A contratiempo

Las divinas del PP

No conocíamos más divina que Greta Garbo hasta que llegó Esperanza. La presidenta del PP de Madrid dijo en lo de Federico que espera que el próximo líder del partido en Andalucía no sea elegido por el "dedo divino". Y emergieron, entonces, sospechas de divinas por doquier. (Hay cosas en la noche que es mejor no ver).

Como un vendaval surgió Dolores de Cospedal, una de las mejores presencias de nuestra geografía política. "Yo no tengo nada de divina, porque lo del dedo no es verdad.
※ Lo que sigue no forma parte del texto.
//! Decoded video frames.
//!
//! - `Frame`: one RGB raster and its 0-based position in the stream.
//!
//! Frames are produced by the ingestion layer, consumed by a detector backend
//! and copied exactly once per frame for the annotated overlay.

use anyhow::{anyhow, Result};
use image::RgbImage;

// ----------------------------------------------------------------------------
// Frame: one decoded picture
// ----------------------------------------------------------------------------

/// One decoded frame. Pixels are packed RGB24, row-major.
#[derive(Clone, Debug)]
pub struct Frame {
    /// Position in the source stream, starting at 0.
    pub index: u64,
    image: RgbImage,
}

impl Frame {
    pub fn new(index: u64, image: RgbImage) -> Self {
        Self { index, image }
    }

    /// Wrap a packed RGB24 buffer. The buffer length must match the dimensions.
    pub fn from_rgb(index: u64, pixels: Vec<u8>, width: u32, height: u32) -> Result<Self> {
        let expected = (width as usize)
            .checked_mul(height as usize)
            .and_then(|v| v.checked_mul(3))
            .ok_or_else(|| anyhow!("frame dimensions overflow"))?;
        if pixels.len() != expected {
            return Err(anyhow!(
                "RGB frame length mismatch: expected {}, got {}",
                expected,
                pixels.len()
            ));
        }
        let image = RgbImage::from_raw(width, height, pixels)
            .ok_or_else(|| anyhow!("invalid {}x{} RGB frame", width, height))?;
        Ok(Self { index, image })
    }

    pub fn width(&self) -> u32 {
        self.image.width()
    }

    pub fn height(&self) -> u32 {
        self.image.height()
    }

    pub fn image(&self) -> &RgbImage {
        &self.image
    }

    /// Raw RGB24 bytes, for backends that build their own tensors.
    pub fn pixels(&self) -> &[u8] {
        self.image.as_raw()
    }
}
use anyhow::Result;
use image::{GrayImage, Luma};
use imageproc::region_labelling::{connected_components, Connectivity};

use crate::detect::backend::{DetectionCapability, DetectorBackend};
use crate::detect::result::{BoundingBox, ClassId, Detection, Mask};
use crate::frame::Frame;

/// Channel value a pixel must reach to count as foreground.
const FOREGROUND_LEVEL: u8 = 128;
/// Components smaller than this many pixels are treated as noise.
const MIN_AREA: u64 = 16;

/// CPU backend that segments saturated colour blobs.
///
/// Each 8-connected foreground component becomes a masked detection. The class
/// is the dominant channel (0 = red, 1 = green, 2 = blue) and the confidence is
/// the mean strength of that channel over the component.
#[derive(Default)]
pub struct CpuBackend;

impl CpuBackend {
    pub fn new() -> Self {
        Self
    }
}

#[derive(Clone, Copy)]
struct Blob {
    min_x: u32,
    min_y: u32,
    max_x: u32,
    max_y: u32,
    area: u64,
    channel_sums: [u64; 3],
}

impl Blob {
    fn new(x: u32, y: u32) -> Self {
        Self {
            min_x: x,
            min_y: y,
            max_x: x,
            max_y: y,
            area: 0,
            channel_sums: [0; 3],
        }
    }

    fn add(&mut self, x: u32, y: u32, rgb: [u8; 3]) {
        self.min_x = self.min_x.min(x);
        self.min_y = self.min_y.min(y);
        self.max_x = self.max_x.max(x);
        self.max_y = self.max_y.max(y);
        self.area += 1;
        for (sum, value) in self.channel_sums.iter_mut().zip(rgb) {
            *sum += value as u64;
        }
    }

    fn dominant(&self) -> (ClassId, f32) {
        let (channel, sum) = self
            .channel_sums
            .iter()
            .enumerate()
            .max_by_key(|(_, sum)| **sum)
            .map(|(channel, sum)| (channel, *sum))
            .unwrap_or((0, 0));
        let mean = sum as f32 / (self.area.max(1) as f32 * 255.0);
        (channel as ClassId, mean.clamp(0.0, 1.0))
    }
}

impl DetectorBackend for CpuBackend {
    fn name(&self) -> &'static str {
        "cpu"
    }

    fn supports(&self, capability: DetectionCapability) -> bool {
        matches!(
            capability,
            DetectionCapability::ObjectDetection | DetectionCapability::Segmentation
        )
    }

    fn detect(&mut self, frame: &Frame, threshold: f32) -> Result<Vec<Detection>> {
        let image = frame.image();
        let foreground = GrayImage::from_fn(image.width(), image.height(), |x, y| {
            let p = image.get_pixel(x, y);
            if p.0.iter().any(|&c| c >= FOREGROUND_LEVEL) {
                Luma([255])
            } else {
                Luma([0])
            }
        });
        let labels = connected_components(&foreground, Connectivity::Eight, Luma([0u8]));

        let mut blobs: Vec<Option<Blob>> = Vec::new();
        for (x, y, label) in labels.enumerate_pixels() {
            let label = label[0] as usize;
            if label == 0 {
                continue;
            }
            if blobs.len() <= label {
                blobs.resize(label + 1, None);
            }
            blobs[label]
                .get_or_insert_with(|| Blob::new(x, y))
                .add(x, y, image.get_pixel(x, y).0);
        }

        let mut detections = Vec::new();
        for (label, blob) in blobs.iter().enumerate() {
            let Some(blob) = blob else {
                continue;
            };
            if blob.area < MIN_AREA {
                continue;
            }
            let (class_id, confidence) = blob.dominant();
            if confidence < threshold {
                continue;
            }
            let label = label as u32;
            let mask = Mask::from_fn(labels.width(), labels.height(), |x, y| {
                labels.get_pixel(x, y)[0] == label
            });
            detections.push(Detection::Masked {
                class_id,
                confidence,
                bbox: BoundingBox::new(
                    blob.min_x as f32,
                    blob.min_y as f32,
                    (blob.max_x + 1) as f32,
                    (blob.max_y + 1) as f32,
                ),
                mask,
            });
        }
        log::debug!(
            "cpu backend: frame {} -> {} blobs",
            frame.index,
            detections.len()
        );
        Ok(detections)
    }
}
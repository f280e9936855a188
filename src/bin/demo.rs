//! demo - end-to-end synthetic run for the surface detector

use anyhow::{anyhow, Result};
use clap::Parser;
use std::fs;
use std::io::IsTerminal;
use std::path::PathBuf;
use std::sync::atomic::AtomicBool;

use surface_detector::analysis::{self, PngSink};
use surface_detector::{
    export_csv, load_backend, ClassNames, FileConfig, FileSource, FrameProcessor, LabelFont,
    ModelSettings, Session,
};

#[path = "../ui.rs"]
mod ui;

const DEMO_CLASSES: [&str; 3] = ["red patch", "green patch", "blue patch"];

#[derive(Parser, Debug)]
#[command(author, version, about)]
struct Args {
    /// Number of synthetic frames.
    #[arg(long, default_value_t = 60)]
    frames: u64,
    /// Write every n-th annotated frame.
    #[arg(long, default_value_t = 10)]
    stride: u64,
    /// Minimum confidence in (0, 1].
    #[arg(long, default_value_t = 0.25)]
    confidence: f32,
    /// Output directory for frames and the report.
    #[arg(long, default_value = "demo_out")]
    out: String,
    /// TrueType font for labels.
    #[arg(long, env = "SURFACE_FONT")]
    font: Option<PathBuf>,
    /// UI mode for stderr progress (auto|plain|pretty)
    #[arg(long, default_value = "auto", value_name = "MODE")]
    ui: String,
}

fn main() -> Result<()> {
    env_logger::Builder::from_env(env_logger::Env::default().default_filter_or("info")).init();
    let args = Args::parse();
    if args.frames == 0 {
        return Err(anyhow!("frames must be >= 1"));
    }
    let is_tty = std::io::stderr().is_terminal();
    let stdout_is_tty = std::io::stdout().is_terminal();
    let ui = ui::Ui::from_args(Some(&args.ui), is_tty, !stdout_is_tty);

    let out_dir = PathBuf::from(&args.out);
    fs::create_dir_all(&out_dir)?;

    let backend = {
        let _stage = ui.stage("Load cpu detector");
        load_backend(&ModelSettings::default())?
    };
    let mut processor = FrameProcessor::new(backend, ClassNames::from_list(DEMO_CLASSES));
    if let Some(path) = &args.font {
        processor = processor.with_font(LabelFont::load(path)?);
    }

    let mut source = FileSource::new(FileConfig {
        path: "stub://demo".to_string(),
        synthetic_frames: args.frames,
    })?;
    let mut sink = PngSink::new(&out_dir.join("frames"), args.stride)?;
    let cancel = AtomicBool::new(false);
    let mut session = Session::new();

    let outcome = {
        let mut progress = ui::ProgressSink::new(&mut sink, ui.frames("Analyse synthetic video"));
        analysis::run(
            &mut source,
            &mut processor,
            &mut session,
            &mut progress,
            args.confidence,
            &cancel,
            None,
        )?
    };

    let report_path = out_dir.join("demo_report.csv");
    {
        let _stage = ui.stage("Export report");
        export_csv(&report_path, session.aggregator(), processor.classes())?;
    }

    println!("Demo complete.");
    println!("  frames analysed: {}", outcome.frames);
    println!("  detections: {}", outcome.detections);
    for (class_id, summary) in session.aggregator().summarize() {
        println!(
            "  {}: mean confidence {:.4} over {} detections",
            processor.classes().name(class_id),
            summary.average,
            summary.count
        );
    }
    println!("  frames: {}", out_dir.join("frames").display());
    println!("  report: {}", report_path.display());
    Ok(())
}
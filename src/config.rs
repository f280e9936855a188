use anyhow::{anyhow, Context, Result};
use serde::Deserialize;
use std::path::{Path, PathBuf};

const DEFAULT_BACKEND: &str = "cpu";
const DEFAULT_MODEL_PATH: &str = "best.onnx";
const DEFAULT_CONFIDENCE: f32 = 0.25;
const DEFAULT_INPUT_SIZE: u32 = 640;
const DEFAULT_IOU_THRESHOLD: f32 = 0.45;
const DEFAULT_FRAME_STRIDE: u64 = 1;

#[derive(Debug, Deserialize, Default)]
struct AnalyzerConfigFile {
    confidence: Option<f32>,
    model: Option<ModelConfigFile>,
    labels: Option<LabelConfigFile>,
    output: Option<OutputConfigFile>,
}

#[derive(Debug, Deserialize, Default)]
struct ModelConfigFile {
    backend: Option<String>,
    path: Option<PathBuf>,
    input_size: Option<u32>,
    iou_threshold: Option<f32>,
}

#[derive(Debug, Deserialize, Default)]
struct LabelConfigFile {
    font: Option<PathBuf>,
    classes: Option<Vec<String>>,
}

#[derive(Debug, Deserialize, Default)]
struct OutputConfigFile {
    frame_stride: Option<u64>,
}

#[derive(Debug, Clone)]
pub struct AnalyzerConfig {
    pub confidence: f32,
    pub model: ModelSettings,
    pub font_path: Option<PathBuf>,
    /// Class names indexed by class id.
    pub classes: Vec<String>,
    /// Every n-th annotated frame is written when a frame directory is set.
    pub frame_stride: u64,
}

/// Which detector to load and how.
#[derive(Debug, Clone)]
pub struct ModelSettings {
    /// Registered backend name; empty selects the registry default.
    pub backend: String,
    pub model_path: PathBuf,
    /// Square network input edge, in pixels.
    pub input_size: u32,
    pub iou_threshold: f32,
}

impl Default for ModelSettings {
    fn default() -> Self {
        Self {
            backend: DEFAULT_BACKEND.to_string(),
            model_path: PathBuf::from(DEFAULT_MODEL_PATH),
            input_size: DEFAULT_INPUT_SIZE,
            iou_threshold: DEFAULT_IOU_THRESHOLD,
        }
    }
}

impl Default for AnalyzerConfig {
    fn default() -> Self {
        Self {
            confidence: DEFAULT_CONFIDENCE,
            model: ModelSettings::default(),
            font_path: None,
            classes: Vec::new(),
            frame_stride: DEFAULT_FRAME_STRIDE,
        }
    }
}

impl AnalyzerConfig {
    pub fn load() -> Result<Self> {
        let config_path = std::env::var("SURFACE_CONFIG").ok();
        let file_cfg = match config_path.as_deref() {
            Some(path) if !path.trim().is_empty() => Some(read_config_file(Path::new(path))?),
            _ => None,
        };
        let mut cfg = Self::from_file(file_cfg.unwrap_or_default());
        cfg.apply_env()?;
        cfg.validate()?;
        Ok(cfg)
    }

    fn from_file(file: AnalyzerConfigFile) -> Self {
        let model = file.model.unwrap_or_default();
        let labels = file.labels.unwrap_or_default();
        Self {
            confidence: file.confidence.unwrap_or(DEFAULT_CONFIDENCE),
            model: ModelSettings {
                backend: model
                    .backend
                    .unwrap_or_else(|| DEFAULT_BACKEND.to_string()),
                model_path: model
                    .path
                    .unwrap_or_else(|| PathBuf::from(DEFAULT_MODEL_PATH)),
                input_size: model.input_size.unwrap_or(DEFAULT_INPUT_SIZE),
                iou_threshold: model.iou_threshold.unwrap_or(DEFAULT_IOU_THRESHOLD),
            },
            font_path: labels.font,
            classes: labels.classes.unwrap_or_default(),
            frame_stride: file
                .output
                .and_then(|output| output.frame_stride)
                .unwrap_or(DEFAULT_FRAME_STRIDE),
        }
    }

    fn apply_env(&mut self) -> Result<()> {
        if let Ok(backend) = std::env::var("SURFACE_BACKEND") {
            if !backend.trim().is_empty() {
                self.model.backend = backend.trim().to_string();
            }
        }
        if let Ok(path) = std::env::var("SURFACE_MODEL") {
            if !path.trim().is_empty() {
                self.model.model_path = PathBuf::from(path);
            }
        }
        if let Ok(confidence) = std::env::var("SURFACE_CONFIDENCE") {
            self.confidence = confidence
                .trim()
                .parse()
                .map_err(|_| anyhow!("SURFACE_CONFIDENCE must be a number between 0 and 1"))?;
        }
        if let Ok(font) = std::env::var("SURFACE_FONT") {
            if !font.trim().is_empty() {
                self.font_path = Some(PathBuf::from(font));
            }
        }
        if let Ok(classes) = std::env::var("SURFACE_CLASSES") {
            let parsed = split_csv(&classes);
            if !parsed.is_empty() {
                self.classes = parsed;
            }
        }
        Ok(())
    }

    pub fn validate(&self) -> Result<()> {
        validate_confidence(self.confidence)?;
        if self.model.input_size == 0 {
            return Err(anyhow!("model input size must be greater than zero"));
        }
        if !(self.model.iou_threshold > 0.0 && self.model.iou_threshold <= 1.0) {
            return Err(anyhow!(
                "IoU threshold must be in (0, 1], got {}",
                self.model.iou_threshold
            ));
        }
        if self.frame_stride == 0 {
            return Err(anyhow!("frame stride must be greater than zero"));
        }
        Ok(())
    }
}

/// Reject thresholds outside `(0, 1]`.
pub fn validate_confidence(confidence: f32) -> Result<()> {
    if confidence > 0.0 && confidence <= 1.0 {
        Ok(())
    } else {
        Err(anyhow!(
            "confidence threshold must be in (0, 1], got {}",
            confidence
        ))
    }
}

fn read_config_file(path: &Path) -> Result<AnalyzerConfigFile> {
    let raw = std::fs::read_to_string(path)
        .with_context(|| format!("failed to read config file {}", path.display()))?;
    let is_json = path
        .extension()
        .and_then(|ext| ext.to_str())
        .is_some_and(|ext| ext.eq_ignore_ascii_case("json"));
    let cfg = if is_json {
        serde_json::from_str(&raw)
            .map_err(|e| anyhow!("invalid config file {}: {}", path.display(), e))?
    } else {
        toml::from_str(&raw)
            .map_err(|e| anyhow!("invalid config file {}: {}", path.display(), e))?
    };
    Ok(cfg)
}

fn split_csv(value: &str) -> Vec<String> {
    value
        .split(',')
        .map(|entry| entry.trim())
        .filter(|entry| !entry.is_empty())
        .map(|entry| entry.to_string())
        .collect()
}

#[cfg(test)]
mod tests {
    use super::*;

    #[test]
    fn confidence_bounds() {
        assert!(validate_confidence(0.05).is_ok());
        assert!(validate_confidence(1.0).is_ok());
        assert!(validate_confidence(0.0).is_err());
        assert!(validate_confidence(1.01).is_err());
        assert!(validate_confidence(f32::NAN).is_err());
    }

    #[test]
    fn split_csv_drops_blanks() {
        assert_eq!(split_csv(" crack, ,dent,"), vec!["crack", "dent"]);
    }

    #[test]
    fn file_values_override_defaults() {
        let file: AnalyzerConfigFile = toml::from_str(
            r#"
            confidence = 0.4

            [model]
            backend = "tract"
            path = "weights/surface.onnx"

            [labels]
            classes = ["crack", "dent"]
            "#,
        )
        .unwrap();
        let cfg = AnalyzerConfig::from_file(file);
        assert_eq!(cfg.confidence, 0.4);
        assert_eq!(cfg.model.backend, "tract");
        assert_eq!(cfg.model.model_path, PathBuf::from("weights/surface.onnx"));
        assert_eq!(cfg.model.input_size, DEFAULT_INPUT_SIZE);
        assert_eq!(cfg.classes, vec!["crack", "dent"]);
        assert_eq!(cfg.frame_stride, 1);
        assert!(cfg.validate().is_ok());
    }
}
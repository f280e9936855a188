use anyhow::Result;

use crate::detect::result::Detection;
use crate::frame::Frame;

/// Detection capabilities supported by backends.
#[non_exhaustive]
#[derive(Clone, Copy, Debug, PartialEq, Eq)]
pub enum DetectionCapability {
    /// Axis-aligned boxes only.
    ObjectDetection,
    /// Per-pixel masks in addition to boxes.
    Segmentation,
}

/// Detector backend trait.
///
/// Given a frame and a confidence threshold, a backend produces the detections
/// at or above that threshold. Model weights, pre-processing and inference are
/// private to the backend.
pub trait DetectorBackend: Send {
    /// Backend identifier.
    fn name(&self) -> &'static str;

    /// Returns true when the backend supports a capability.
    fn supports(&self, capability: DetectionCapability) -> bool;

    /// Run detection on a frame.
    ///
    /// Masks, when present, may be at any resolution; callers resize them to
    /// the frame before drawing.
    fn detect(&mut self, frame: &Frame, threshold: f32) -> Result<Vec<Detection>>;

    /// Optional warm-up hook.
    fn warm_up(&mut self) -> Result<()> {
        Ok(())
    }
}
//! Built-in detector backends.
//!
//! - `cpu`: colour-blob segmenter, no model weights
//! - `stub`: scripted detections per frame index
//! - `tract`: YOLO ONNX exports (feature: backend-tract)

mod cpu;
mod stub;
#[cfg(feature = "backend-tract")]
mod tract;

pub use cpu::CpuBackend;
pub use stub::StubBackend;
#[cfg(feature = "backend-tract")]
pub use tract::TractBackend;
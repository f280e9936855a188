use std::sync::atomic::AtomicBool;

use anyhow::Result;
use image::RgbImage;

use surface_detector::analysis::{self, FrameSink, NullSink, SinkControl};
use surface_detector::{
    export_csv, load_backend, BoundingBox, ClassNames, Detection, DetectorBackend, FileConfig, FileSource,
    Frame, FrameProcessor, ModelSettings, Session, SessionState,
};
use surface_detector::detect::{DetectionCapability, StubBackend};

fn synthetic(frames: u64) -> FileSource {
    FileSource::new(FileConfig {
        path: "stub://pipeline".to_string(),
        synthetic_frames: frames,
    })
    .expect("synthetic source")
}

fn cpu_processor() -> FrameProcessor {
    let backend = load_backend(&ModelSettings::default()).expect("cpu backend");
    FrameProcessor::new(backend, ClassNames::from_list(["red", "green", "blue"]))
}

#[test]
fn cpu_backend_over_synthetic_video() {
    let mut source = synthetic(30);
    let mut processor = cpu_processor();
    let mut session = Session::new();
    let cancel = AtomicBool::new(false);

    let outcome = analysis::run(
        &mut source,
        &mut processor,
        &mut session,
        &mut NullSink,
        0.25,
        &cancel,
        None,
    )
    .expect("analysis");

    assert_eq!(outcome.frames, 30);
    assert!(!outcome.aborted);
    assert_eq!(session.state(), SessionState::Done { aborted: false });

    // Red and green squares are in every frame; blue is shown for frames 0..25.
    let summary = session.aggregator().summarize();
    assert_eq!(summary.len(), 3);
    assert_eq!(summary[&0].count, 30);
    assert_eq!(summary[&1].count, 30);
    assert_eq!(summary[&2].count, 25);
    assert_eq!(outcome.detections, 85);
    assert!((summary[&0].average - 220.0 / 255.0).abs() < 1e-4);

    let records = session.aggregator().detections();
    assert!(records.iter().all(|r| r.mask_area.is_some()));
    assert_eq!(records[0].frame_index, 0);
    assert_eq!(records[0].mask_area, Some(3600));
    assert!(records
        .windows(2)
        .all(|pair| pair[0].frame_index <= pair[1].frame_index));
}

#[test]
fn threshold_filters_weaker_classes() {
    let mut source = synthetic(5);
    let mut processor = cpu_processor();
    let mut session = Session::new();
    let cancel = AtomicBool::new(false);

    analysis::run(
        &mut source,
        &mut processor,
        &mut session,
        &mut NullSink,
        0.9,
        &cancel,
        None,
    )
    .expect("analysis");

    // Only the blue square (240/255) clears 0.9.
    let classes: Vec<_> = session.aggregator().classes().collect();
    assert_eq!(classes, vec![2]);
}

#[test]
fn new_analysis_discards_previous_results() {
    let mut processor = cpu_processor();
    let mut session = Session::new();
    let cancel = AtomicBool::new(false);

    for frames in [10, 3] {
        let mut source = synthetic(frames);
        analysis::run(
            &mut source,
            &mut processor,
            &mut session,
            &mut NullSink,
            0.25,
            &cancel,
            None,
        )
        .expect("analysis");
    }
    assert_eq!(session.aggregator().total(), 9);
    assert!(session
        .aggregator()
        .detections()
        .iter()
        .all(|r| r.frame_index < 3));
}

#[test]
fn invalid_threshold_keeps_previous_session() {
    let mut processor = cpu_processor();
    let mut session = Session::new();
    let cancel = AtomicBool::new(false);

    let mut source = synthetic(2);
    analysis::run(
        &mut source,
        &mut processor,
        &mut session,
        &mut NullSink,
        0.25,
        &cancel,
        None,
    )
    .expect("analysis");
    let before = session.aggregator().total();
    assert!(before > 0);

    for threshold in [0.0, -0.1, 1.5] {
        let mut source = synthetic(2);
        let err = analysis::run(
            &mut source,
            &mut processor,
            &mut session,
            &mut NullSink,
            threshold,
            &cancel,
            None,
        )
        .unwrap_err();
        assert!(err.to_string().contains("confidence threshold"));
    }
    assert_eq!(session.aggregator().total(), before);
    assert_eq!(session.state(), SessionState::Done { aborted: false });
}

#[test]
fn cancel_flag_stops_before_first_frame() {
    let mut source = synthetic(10);
    let mut processor = cpu_processor();
    let mut session = Session::new();
    let cancel = AtomicBool::new(true);

    let outcome = analysis::run(
        &mut source,
        &mut processor,
        &mut session,
        &mut NullSink,
        0.25,
        &cancel,
        None,
    )
    .expect("analysis");
    assert_eq!(outcome.frames, 0);
    assert!(outcome.aborted);
    assert!(session.aggregator().is_empty());
    assert_eq!(session.state(), SessionState::Done { aborted: true });
}

struct FailingBackend;

impl DetectorBackend for FailingBackend {
    fn name(&self) -> &'static str {
        "failing"
    }

    fn supports(&self, capability: DetectionCapability) -> bool {
        capability == DetectionCapability::ObjectDetection
    }

    fn detect(&mut self, frame: &Frame, _threshold: f32) -> Result<Vec<Detection>> {
        if frame.index == 2 {
            anyhow::bail!("inference exploded");
        }
        Ok(vec![Detection::Boxed {
            class_id: 4,
            confidence: 0.5,
            bbox: BoundingBox::new(0.0, 0.0, 10.0, 10.0),
        }])
    }
}

struct ClosingSink {
    closed: bool,
}

impl FrameSink for ClosingSink {
    fn show(&mut self, _frame_index: u64, _image: &RgbImage) -> Result<SinkControl> {
        Ok(SinkControl::Continue)
    }

    fn close(&mut self) -> Result<()> {
        self.closed = true;
        Ok(())
    }
}

#[test]
fn backend_error_aborts_but_keeps_recorded_frames() {
    let mut source = synthetic(10);
    let mut processor = FrameProcessor::new(Box::new(FailingBackend), ClassNames::new());
    let mut session = Session::new();
    let mut sink = ClosingSink { closed: false };
    let cancel = AtomicBool::new(false);

    let err = analysis::run(
        &mut source,
        &mut processor,
        &mut session,
        &mut sink,
        0.25,
        &cancel,
        None,
    )
    .unwrap_err();
    assert!(format!("{:#}", err).contains("inference exploded"));
    assert!(sink.closed);
    assert_eq!(session.aggregator().total(), 2);
    assert_eq!(session.aggregator().class_confidences(4), &[0.5, 0.5]);
    assert_eq!(session.state(), SessionState::Done { aborted: true });
}

#[test]
fn partial_results_export_after_backend_error() {
    let dir = tempfile::tempdir().expect("temp dir");
    let path = dir.path().join("partial.csv");
    let mut source = synthetic(10);
    let mut processor = FrameProcessor::new(Box::new(FailingBackend), ClassNames::new());
    let mut session = Session::new();
    let cancel = AtomicBool::new(false);

    let result = analysis::run(
        &mut source,
        &mut processor,
        &mut session,
        &mut NullSink,
        0.25,
        &cancel,
        None,
    );
    assert!(result.is_err());

    export_csv(&path, session.aggregator(), processor.classes()).expect("export partial");
    let text = std::fs::read_to_string(&path).expect("read report");
    assert!(text.contains("4;0.5000;2"));
    assert!(text.lines().any(|line| line == "0;4;0.5000;"));
    assert!(text.lines().any(|line| line == "1;4;0.5000;"));
    assert!(!text.lines().any(|line| line.starts_with("2;")));
}

#[test]
fn scripted_boxes_below_threshold_are_dropped() {
    let backend = StubBackend::new().with_frame(
        1,
        vec![
            Detection::Boxed {
                class_id: 7,
                confidence: 0.3,
                bbox: BoundingBox::new(10.0, 10.0, 40.0, 40.0),
            },
            Detection::Boxed {
                class_id: 8,
                confidence: 0.1,
                bbox: BoundingBox::new(50.0, 50.0, 60.0, 60.0),
            },
        ],
    );
    let mut processor = FrameProcessor::new(Box::new(backend), ClassNames::new());
    let mut session = Session::new();
    let cancel = AtomicBool::new(false);
    let mut source = synthetic(3);

    analysis::run(
        &mut source,
        &mut processor,
        &mut session,
        &mut NullSink,
        0.25,
        &cancel,
        None,
    )
    .expect("analysis");

    let records = session.aggregator().detections();
    assert_eq!(records.len(), 1);
    assert_eq!(records[0].class_id, 7);
    assert_eq!(records[0].frame_index, 1);
    assert_eq!(records[0].mask_area, None);
}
Cualquiera puede aspirar a ser candidato con 90 avales".

También Ana Botella, presunta divina municipal. "La propia Esperanza ha sido elegida de la misma forma, porque durante años no ha habido primarias".

¿Primarias o divinas?, esa es la cuestión. Borrell fue el producto de las únicas primarias del PSOE para elegir candidato a las generales. Y duró un año. El aparato de Ferraz y 'El País' lo defenestraron y colocaron al frente a un Almunia. (Gentes del ayer).

Productos de primarias socialistas fueron también Cristina Almeida, Jordi Hereu, Maite Arqué, Tomás Gómez. Grandes estadistas, relevantes políticos. Sólo Nicolás Redondo Terreros dignificó la figura de la elección directa por los afiliados. No le gustan las primarias a Felipe González, y sabe de lo que habla. Las carga el diablo. Prefiere las divinas. (Tiene nombre de mujer).

En el PP hay menos afición. Bauzá las ganó en Baleares frente a un alcalde, Moreno, a quien luego incorporó a su gobierno. Y no les ha ido mal. (Tucara será una estrella sobre mi pedestal).

Esperanza Aguirre, que no las ha vivido, las reclama desde hace años. Pretende acabar con las divinas y democratizar la vida de los partidos. A los aparatos no les agrada el viento fresco de la calle. Siguen optando por el dedazo, el control de las listas, el sometimiento de los cuadros, el heróico espíritu del estómago agradecido. O sea, la perpetuación del dedazo.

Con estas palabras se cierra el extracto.